↓↓↓

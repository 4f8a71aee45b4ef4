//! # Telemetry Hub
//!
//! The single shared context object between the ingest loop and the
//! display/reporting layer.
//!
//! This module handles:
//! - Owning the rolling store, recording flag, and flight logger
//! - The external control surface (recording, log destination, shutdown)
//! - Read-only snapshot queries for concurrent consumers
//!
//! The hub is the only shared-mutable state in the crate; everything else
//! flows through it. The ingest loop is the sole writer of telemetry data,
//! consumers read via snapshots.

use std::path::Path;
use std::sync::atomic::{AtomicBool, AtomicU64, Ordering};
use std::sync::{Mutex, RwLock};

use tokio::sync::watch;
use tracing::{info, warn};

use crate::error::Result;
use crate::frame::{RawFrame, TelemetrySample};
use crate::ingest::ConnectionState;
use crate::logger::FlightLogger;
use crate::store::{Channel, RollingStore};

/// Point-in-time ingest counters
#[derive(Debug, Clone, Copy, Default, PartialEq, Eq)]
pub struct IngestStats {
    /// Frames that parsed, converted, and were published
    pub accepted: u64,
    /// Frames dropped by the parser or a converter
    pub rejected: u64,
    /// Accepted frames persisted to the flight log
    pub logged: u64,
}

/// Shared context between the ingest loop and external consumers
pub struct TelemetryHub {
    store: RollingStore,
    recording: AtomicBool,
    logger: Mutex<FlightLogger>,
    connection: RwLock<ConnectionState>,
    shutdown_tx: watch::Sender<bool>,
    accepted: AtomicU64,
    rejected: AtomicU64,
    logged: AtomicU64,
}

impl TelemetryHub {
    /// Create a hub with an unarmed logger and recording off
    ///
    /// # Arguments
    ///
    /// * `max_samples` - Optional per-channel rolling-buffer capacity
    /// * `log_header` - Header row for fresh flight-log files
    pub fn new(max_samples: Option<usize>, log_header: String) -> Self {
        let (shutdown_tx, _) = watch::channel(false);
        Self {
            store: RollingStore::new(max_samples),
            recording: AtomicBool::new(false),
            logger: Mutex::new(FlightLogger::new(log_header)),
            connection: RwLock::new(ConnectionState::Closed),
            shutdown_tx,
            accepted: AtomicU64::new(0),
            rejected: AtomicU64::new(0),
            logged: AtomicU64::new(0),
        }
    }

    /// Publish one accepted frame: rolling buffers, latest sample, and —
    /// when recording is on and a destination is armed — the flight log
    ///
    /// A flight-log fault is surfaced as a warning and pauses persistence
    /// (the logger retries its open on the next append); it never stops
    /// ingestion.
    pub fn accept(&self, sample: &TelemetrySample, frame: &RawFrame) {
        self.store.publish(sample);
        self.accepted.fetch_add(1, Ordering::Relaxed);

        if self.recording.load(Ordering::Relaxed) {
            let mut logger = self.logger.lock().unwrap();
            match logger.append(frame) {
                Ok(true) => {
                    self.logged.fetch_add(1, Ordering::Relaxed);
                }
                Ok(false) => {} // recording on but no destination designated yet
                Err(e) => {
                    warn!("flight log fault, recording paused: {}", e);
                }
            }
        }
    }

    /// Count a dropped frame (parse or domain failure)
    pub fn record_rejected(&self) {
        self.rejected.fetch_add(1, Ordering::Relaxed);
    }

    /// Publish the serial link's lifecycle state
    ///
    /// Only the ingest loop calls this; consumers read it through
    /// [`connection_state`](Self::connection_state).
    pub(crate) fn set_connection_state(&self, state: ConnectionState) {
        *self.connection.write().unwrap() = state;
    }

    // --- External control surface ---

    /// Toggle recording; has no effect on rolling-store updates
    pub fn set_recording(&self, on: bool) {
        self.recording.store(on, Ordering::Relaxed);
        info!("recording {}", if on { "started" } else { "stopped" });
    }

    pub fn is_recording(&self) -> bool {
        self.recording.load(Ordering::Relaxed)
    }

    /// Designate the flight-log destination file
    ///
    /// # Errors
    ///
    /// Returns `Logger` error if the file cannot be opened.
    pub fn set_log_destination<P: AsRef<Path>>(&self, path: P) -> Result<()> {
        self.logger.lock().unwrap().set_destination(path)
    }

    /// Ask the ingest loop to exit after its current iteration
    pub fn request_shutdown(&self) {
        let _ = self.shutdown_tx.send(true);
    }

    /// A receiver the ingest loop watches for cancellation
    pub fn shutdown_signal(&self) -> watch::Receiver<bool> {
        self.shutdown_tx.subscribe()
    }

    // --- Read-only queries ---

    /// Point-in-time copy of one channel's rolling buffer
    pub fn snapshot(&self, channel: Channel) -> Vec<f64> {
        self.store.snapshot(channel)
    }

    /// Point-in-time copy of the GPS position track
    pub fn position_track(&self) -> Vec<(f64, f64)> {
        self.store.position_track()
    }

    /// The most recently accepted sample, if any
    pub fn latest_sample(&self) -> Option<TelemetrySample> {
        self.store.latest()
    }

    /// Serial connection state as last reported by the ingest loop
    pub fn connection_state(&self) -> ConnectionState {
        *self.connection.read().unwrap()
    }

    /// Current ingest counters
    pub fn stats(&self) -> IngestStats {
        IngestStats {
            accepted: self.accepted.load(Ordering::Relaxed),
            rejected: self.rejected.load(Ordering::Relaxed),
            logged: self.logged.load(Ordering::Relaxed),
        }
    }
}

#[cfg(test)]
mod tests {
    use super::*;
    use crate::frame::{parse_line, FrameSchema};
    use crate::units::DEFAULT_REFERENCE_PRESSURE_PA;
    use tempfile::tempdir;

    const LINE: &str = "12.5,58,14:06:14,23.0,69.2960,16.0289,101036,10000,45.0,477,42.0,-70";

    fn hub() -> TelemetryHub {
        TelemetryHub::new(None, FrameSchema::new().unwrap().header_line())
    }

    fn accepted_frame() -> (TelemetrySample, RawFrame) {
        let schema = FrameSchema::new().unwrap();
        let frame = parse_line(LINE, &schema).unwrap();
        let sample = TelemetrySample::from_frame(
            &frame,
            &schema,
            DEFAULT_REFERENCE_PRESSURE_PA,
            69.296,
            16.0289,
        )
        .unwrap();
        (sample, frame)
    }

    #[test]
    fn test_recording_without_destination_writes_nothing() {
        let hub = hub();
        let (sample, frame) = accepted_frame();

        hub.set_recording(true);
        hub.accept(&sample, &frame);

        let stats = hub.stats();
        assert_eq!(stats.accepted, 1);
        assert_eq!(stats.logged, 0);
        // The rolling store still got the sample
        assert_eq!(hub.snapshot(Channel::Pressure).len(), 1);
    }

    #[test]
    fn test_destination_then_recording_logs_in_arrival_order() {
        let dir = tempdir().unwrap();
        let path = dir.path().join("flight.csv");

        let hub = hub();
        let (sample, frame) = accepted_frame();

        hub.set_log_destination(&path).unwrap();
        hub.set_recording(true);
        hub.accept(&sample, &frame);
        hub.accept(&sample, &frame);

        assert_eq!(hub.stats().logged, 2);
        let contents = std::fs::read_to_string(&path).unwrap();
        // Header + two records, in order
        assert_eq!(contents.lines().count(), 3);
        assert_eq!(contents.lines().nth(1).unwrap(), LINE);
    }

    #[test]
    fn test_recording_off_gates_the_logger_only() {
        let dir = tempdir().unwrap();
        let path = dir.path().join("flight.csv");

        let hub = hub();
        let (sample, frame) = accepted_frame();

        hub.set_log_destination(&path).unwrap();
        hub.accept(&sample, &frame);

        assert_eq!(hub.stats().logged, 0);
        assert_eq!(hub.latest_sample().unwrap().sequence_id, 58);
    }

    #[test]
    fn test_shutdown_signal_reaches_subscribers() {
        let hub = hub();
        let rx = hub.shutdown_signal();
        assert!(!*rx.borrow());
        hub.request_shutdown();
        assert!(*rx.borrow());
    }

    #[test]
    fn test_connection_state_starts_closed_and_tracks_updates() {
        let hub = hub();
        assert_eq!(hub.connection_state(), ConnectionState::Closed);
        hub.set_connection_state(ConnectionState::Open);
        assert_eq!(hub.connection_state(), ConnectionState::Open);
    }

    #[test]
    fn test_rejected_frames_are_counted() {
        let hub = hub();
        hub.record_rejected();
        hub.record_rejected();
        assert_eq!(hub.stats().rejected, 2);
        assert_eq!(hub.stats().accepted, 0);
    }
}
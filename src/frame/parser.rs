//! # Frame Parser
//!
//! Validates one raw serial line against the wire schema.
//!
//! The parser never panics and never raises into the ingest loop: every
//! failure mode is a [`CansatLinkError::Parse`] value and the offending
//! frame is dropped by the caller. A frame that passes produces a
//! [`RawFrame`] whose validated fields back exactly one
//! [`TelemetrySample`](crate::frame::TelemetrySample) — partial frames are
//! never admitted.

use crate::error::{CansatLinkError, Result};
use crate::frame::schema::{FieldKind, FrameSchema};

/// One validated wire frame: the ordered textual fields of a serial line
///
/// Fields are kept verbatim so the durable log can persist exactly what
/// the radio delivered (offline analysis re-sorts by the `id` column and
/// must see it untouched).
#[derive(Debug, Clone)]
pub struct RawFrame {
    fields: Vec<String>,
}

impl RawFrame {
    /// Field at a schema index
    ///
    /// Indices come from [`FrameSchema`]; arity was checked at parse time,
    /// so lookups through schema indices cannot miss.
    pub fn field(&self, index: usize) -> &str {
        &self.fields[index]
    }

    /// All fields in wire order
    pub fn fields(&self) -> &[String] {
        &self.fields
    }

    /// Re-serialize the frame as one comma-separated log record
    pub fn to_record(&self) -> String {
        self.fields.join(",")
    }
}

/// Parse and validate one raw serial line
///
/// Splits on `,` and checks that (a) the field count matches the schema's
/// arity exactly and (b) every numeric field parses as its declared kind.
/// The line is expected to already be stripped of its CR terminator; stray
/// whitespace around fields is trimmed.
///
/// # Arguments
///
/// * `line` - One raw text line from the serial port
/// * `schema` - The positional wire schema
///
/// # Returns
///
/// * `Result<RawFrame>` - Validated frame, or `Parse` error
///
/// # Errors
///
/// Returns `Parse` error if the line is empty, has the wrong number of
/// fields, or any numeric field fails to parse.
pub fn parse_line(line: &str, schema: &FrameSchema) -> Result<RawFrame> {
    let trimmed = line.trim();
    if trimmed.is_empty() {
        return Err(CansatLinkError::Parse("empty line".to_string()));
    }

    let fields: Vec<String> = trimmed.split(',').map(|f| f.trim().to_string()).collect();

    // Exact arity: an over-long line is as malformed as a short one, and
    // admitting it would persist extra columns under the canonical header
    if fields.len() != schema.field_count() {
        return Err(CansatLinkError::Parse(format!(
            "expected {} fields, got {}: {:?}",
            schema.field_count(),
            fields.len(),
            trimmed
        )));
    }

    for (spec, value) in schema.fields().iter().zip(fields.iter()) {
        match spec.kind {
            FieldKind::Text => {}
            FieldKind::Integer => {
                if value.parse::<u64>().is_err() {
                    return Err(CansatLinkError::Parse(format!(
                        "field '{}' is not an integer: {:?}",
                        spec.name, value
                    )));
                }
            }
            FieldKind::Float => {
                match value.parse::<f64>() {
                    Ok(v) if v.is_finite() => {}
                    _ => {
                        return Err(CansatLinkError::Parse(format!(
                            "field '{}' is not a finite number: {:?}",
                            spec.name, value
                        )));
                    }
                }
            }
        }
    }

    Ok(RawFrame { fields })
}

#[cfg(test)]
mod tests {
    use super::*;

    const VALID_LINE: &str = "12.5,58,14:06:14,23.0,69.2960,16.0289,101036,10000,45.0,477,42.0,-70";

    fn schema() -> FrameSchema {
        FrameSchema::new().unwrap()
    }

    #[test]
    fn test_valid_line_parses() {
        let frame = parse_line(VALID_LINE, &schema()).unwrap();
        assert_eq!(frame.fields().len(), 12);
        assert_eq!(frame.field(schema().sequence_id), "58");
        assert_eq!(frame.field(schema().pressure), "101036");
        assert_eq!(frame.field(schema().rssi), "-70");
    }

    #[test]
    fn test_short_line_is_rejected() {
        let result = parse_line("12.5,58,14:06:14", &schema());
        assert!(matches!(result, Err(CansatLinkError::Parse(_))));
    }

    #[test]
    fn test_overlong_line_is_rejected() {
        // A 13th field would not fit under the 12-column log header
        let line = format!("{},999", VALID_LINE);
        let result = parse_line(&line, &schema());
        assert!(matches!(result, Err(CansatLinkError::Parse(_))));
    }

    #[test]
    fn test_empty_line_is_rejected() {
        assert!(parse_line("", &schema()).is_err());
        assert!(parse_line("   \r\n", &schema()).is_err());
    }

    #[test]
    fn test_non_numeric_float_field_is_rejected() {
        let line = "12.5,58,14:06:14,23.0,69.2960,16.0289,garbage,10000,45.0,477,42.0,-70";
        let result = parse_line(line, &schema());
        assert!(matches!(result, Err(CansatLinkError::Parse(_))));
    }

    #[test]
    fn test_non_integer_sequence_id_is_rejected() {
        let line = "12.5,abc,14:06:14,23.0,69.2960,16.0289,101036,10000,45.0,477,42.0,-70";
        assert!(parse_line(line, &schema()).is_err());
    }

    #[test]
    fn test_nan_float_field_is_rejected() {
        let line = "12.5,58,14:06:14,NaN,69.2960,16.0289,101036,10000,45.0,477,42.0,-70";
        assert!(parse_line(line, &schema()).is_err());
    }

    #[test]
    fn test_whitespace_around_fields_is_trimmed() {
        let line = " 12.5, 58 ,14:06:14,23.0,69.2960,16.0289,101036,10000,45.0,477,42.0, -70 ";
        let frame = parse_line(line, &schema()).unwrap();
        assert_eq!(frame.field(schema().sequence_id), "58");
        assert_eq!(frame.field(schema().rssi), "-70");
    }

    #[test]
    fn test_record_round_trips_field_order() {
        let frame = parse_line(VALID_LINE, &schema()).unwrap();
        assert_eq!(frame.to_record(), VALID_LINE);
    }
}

↑↑↑

WHAT IS EXPECTED —
Among the entries, how many lines include the word "context"? Give only the number.

ANSWER SPACE —
2